Не подумайте, что люди этой профессии замкнуты исключительно на своей работе. Владимир Михайлович готов часами рассуждать о сюжетах книг и кино, о молодежи и многом другом. И мне почему–то кажется, что в недалеком будущем мой собеседник обязательно напишет свою книгу. В ней он, возможно, расскажет еще множество историй из своей богатой профессиональной деятельности. Однако вряд ли станет говорить о своих увлечениях, семье и друзьях… Все это, думаю, останется за кадром. Такой уж он человек.
Работа не для всех
Какие только головоломки за 32 года ни разгадывал следователь Чумаченко! Был он и в Узбекистане, расследовал знаменитое «хлопковое дело» — пожалуй, один из главных коррупционных процессов перестройки.
— Я бы не сказал, что теперь все дела щелкаю как орешки, в каждом есть свои нюансы.

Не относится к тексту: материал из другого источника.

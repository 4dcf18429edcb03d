//! Poll worker
//!
//! A dedicated OS thread owns one driver and is the only code that touches
//! its link. Polling cycles and setpoint writes run strictly one after the
//! other: commands queue up on a channel and are drained between cycles, so
//! a reply byte can never be matched to the wrong query.
//!
//! Snapshots are published on a `tokio::sync::watch` channel after every
//! cycle and command, readable both from sync code and from async tasks.

use std::sync::mpsc::{self, RecvTimeoutError};
use std::thread;
use std::time::{Duration, Instant};

use tokio::sync::{oneshot, watch};

use crate::device::{
    AirConditioner, AirConditionerState, CurtainController, CurtainState, CycleReport,
    DeviceSnapshot, DeviceState,
};
use crate::protocol::ProtocolError;

/// A driver that can be run by a [`PollHandle`]
pub trait PolledDevice: Send + 'static {
    /// Cached state type
    type State: DeviceState;
    /// Board specific commands
    type Command: Send + 'static;

    /// Run one `update()`
    fn poll(&mut self) -> CycleReport;
    /// Open the link, optionally on a new port
    fn connect(&mut self, port: Option<&str>) -> Result<(), ProtocolError>;
    /// Close the link
    fn close(&mut self);
    /// Apply a board specific command
    fn execute(&mut self, command: Self::Command);
    /// Current view
    fn snapshot(&self) -> DeviceSnapshot<Self::State>;
}

/// Commands for the air conditioner worker
pub enum AcCommand {
    /// Validate and send a new target temperature
    SetDesiredTemp {
        /// Target in °C
        value: f64,
        /// Validation result
        reply: oneshot::Sender<Result<(), ProtocolError>>,
    },
}

/// Commands for the curtain worker
pub enum CurtainCommand {
    /// Move the curtain; replies with the clamped position
    SetPosition {
        /// Requested position, clamped into 0..=100
        value: f64,
        /// Position actually applied
        reply: oneshot::Sender<f64>,
    },
    /// Enter or leave simulation mode
    SetSimulation(bool),
}

impl PolledDevice for AirConditioner {
    type State = AirConditionerState;
    type Command = AcCommand;

    fn poll(&mut self) -> CycleReport {
        self.update()
    }

    fn connect(&mut self, port: Option<&str>) -> Result<(), ProtocolError> {
        match port {
            Some(port) => self.open(port),
            None => AirConditioner::connect(self),
        }
    }

    fn close(&mut self) {
        AirConditioner::close(self);
    }

    fn execute(&mut self, command: AcCommand) {
        match command {
            AcCommand::SetDesiredTemp { value, reply } => {
                let _ = reply.send(self.set_desired_temp(value));
            }
        }
    }

    fn snapshot(&self) -> DeviceSnapshot<AirConditionerState> {
        AirConditioner::snapshot(self)
    }
}

impl PolledDevice for CurtainController {
    type State = CurtainState;
    type Command = CurtainCommand;

    fn poll(&mut self) -> CycleReport {
        self.update()
    }

    fn connect(&mut self, port: Option<&str>) -> Result<(), ProtocolError> {
        match port {
            Some(port) => self.open(port),
            None => CurtainController::connect(self),
        }
    }

    fn close(&mut self) {
        CurtainController::close(self);
    }

    fn execute(&mut self, command: CurtainCommand) {
        match command {
            CurtainCommand::SetPosition { value, reply } => {
                let _ = reply.send(self.set_curtain_status(value));
            }
            CurtainCommand::SetSimulation(active) => self.set_simulation_mode(active),
        }
    }

    fn snapshot(&self) -> DeviceSnapshot<CurtainState> {
        CurtainController::snapshot(self)
    }
}

enum WorkerMessage<C> {
    Device(C),
    Connect {
        port: Option<String>,
        reply: oneshot::Sender<Result<(), ProtocolError>>,
    },
    Close,
    /// Run a cycle now instead of waiting for the interval
    PollNow,
    Shutdown,
}

/// Handle to a running poll worker
pub struct PollHandle<D: PolledDevice> {
    commands: mpsc::Sender<WorkerMessage<D::Command>>,
    snapshots: watch::Receiver<DeviceSnapshot<D::State>>,
    thread: Option<thread::JoinHandle<D>>,
}

impl<D: PolledDevice> PollHandle<D> {
    /// Move `device` onto its own thread and poll it every `interval`
    pub fn spawn(device: D, interval: Duration) -> Result<Self, ProtocolError> {
        let (command_tx, command_rx) = mpsc::channel();
        let (snapshot_tx, snapshot_rx) = watch::channel(device.snapshot());
        let name = format!("poll-{}", D::State::NAME);

        let thread = thread::Builder::new()
            .name(name)
            .spawn(move || run(device, interval, command_rx, snapshot_tx))?;

        Ok(Self {
            commands: command_tx,
            snapshots: snapshot_rx,
            thread: Some(thread),
        })
    }

    fn post(&self, message: WorkerMessage<D::Command>) -> Result<(), ProtocolError> {
        self.commands
            .send(message)
            .map_err(|_| ProtocolError::WorkerStopped)
    }

    /// Queue a board specific command
    pub fn send(&self, command: D::Command) -> Result<(), ProtocolError> {
        self.post(WorkerMessage::Device(command))
    }

    /// Open the link, optionally on a new port
    pub async fn connect(&self, port: Option<String>) -> Result<(), ProtocolError> {
        let (reply, rx) = oneshot::channel();
        self.post(WorkerMessage::Connect { port, reply })?;
        rx.await.map_err(|_| ProtocolError::WorkerStopped)?
    }

    /// Close the link
    pub fn close(&self) -> Result<(), ProtocolError> {
        self.post(WorkerMessage::Close)
    }

    /// Run a cycle as soon as the worker is free
    pub fn poll_now(&self) -> Result<(), ProtocolError> {
        self.post(WorkerMessage::PollNow)
    }

    /// Most recently published snapshot
    pub fn latest(&self) -> DeviceSnapshot<D::State> {
        self.snapshots.borrow().clone()
    }

    /// Receiver notified on every publish
    pub fn subscribe(&self) -> watch::Receiver<DeviceSnapshot<D::State>> {
        self.snapshots.clone()
    }

    /// Stop after the current unit of work and hand the driver back
    pub fn shutdown(mut self) -> Result<D, ProtocolError> {
        let _ = self.commands.send(WorkerMessage::Shutdown);
        let thread = self.thread.take().ok_or(ProtocolError::WorkerStopped)?;
        thread.join().map_err(|_| ProtocolError::WorkerStopped)
    }
}

impl PollHandle<AirConditioner> {
    /// Validate and send a new target temperature
    pub async fn set_desired_temp(&self, value: f64) -> Result<(), ProtocolError> {
        let (reply, rx) = oneshot::channel();
        self.send(AcCommand::SetDesiredTemp { value, reply })?;
        rx.await.map_err(|_| ProtocolError::WorkerStopped)?
    }
}

impl PollHandle<CurtainController> {
    /// Move the curtain; returns the clamped position
    pub async fn set_curtain_status(&self, value: f64) -> Result<f64, ProtocolError> {
        let (reply, rx) = oneshot::channel();
        self.send(CurtainCommand::SetPosition { value, reply })?;
        rx.await.map_err(|_| ProtocolError::WorkerStopped)
    }

    /// Enter or leave simulation mode
    pub fn set_simulation_mode(&self, active: bool) -> Result<(), ProtocolError> {
        self.send(CurtainCommand::SetSimulation(active))
    }
}

impl<D: PolledDevice> Drop for PollHandle<D> {
    fn drop(&mut self) {
        if self.thread.is_some() {
            let _ = self.commands.send(WorkerMessage::Shutdown);
        }
    }
}

fn run<D: PolledDevice>(
    mut device: D,
    interval: Duration,
    commands: mpsc::Receiver<WorkerMessage<D::Command>>,
    snapshots: watch::Sender<DeviceSnapshot<D::State>>,
) -> D {
    let device_name = D::State::NAME;
    tracing::debug!(device = device_name, ?interval, "poll worker started");

    let mut next_poll = Instant::now();
    loop {
        // A due cycle runs before the next command, however many are queued
        if Instant::now() >= next_poll {
            let report = device.poll();
            tracing::trace!(device = device_name, ?report, "cycle complete");
            next_poll = Instant::now() + interval;
            snapshots.send_replace(device.snapshot());
        }

        let wait = next_poll.saturating_duration_since(Instant::now());
        match commands.recv_timeout(wait) {
            Ok(WorkerMessage::Shutdown) | Err(RecvTimeoutError::Disconnected) => break,
            Err(RecvTimeoutError::Timeout) => continue,
            Ok(WorkerMessage::PollNow) => {
                next_poll = Instant::now();
                continue;
            }
            Ok(WorkerMessage::Device(command)) => device.execute(command),
            Ok(WorkerMessage::Connect { port, reply }) => {
                let _ = reply.send(device.connect(port.as_deref()));
            }
            Ok(WorkerMessage::Close) => device.close(),
        }
        snapshots.send_replace(device.snapshot());
    }

    tracing::debug!(device = device_name, "poll worker stopped");
    device
}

Сейчас разрабатываю методические пособия, читаю лекции, помогаю молодежи с запутанными историями. И всегда учу: не хватайтесь за ручку, сначала осмотритесь, подумайте. Бывает ведь, вроде и убийство, а начнешь разбираться, совсем другая картина вырисовывается. Или, наоборот: убийство, грамотно замаскированное под несчастный случай.
…Сколько бы ни прошло лет, я до сих пор не могу спокойно осматривать детей и своих знакомых. Руки не дрожат, но очень трудно держать себя в руках, когда, допустим, видишь тельце шестимесячного ребенка, которого мамаша выбросила из окна. Или находишь по частям останки девочки, которую насиловал, а потом убил собственный отец… Так что работа следователя не для всех. Это всегда тяжелый труд.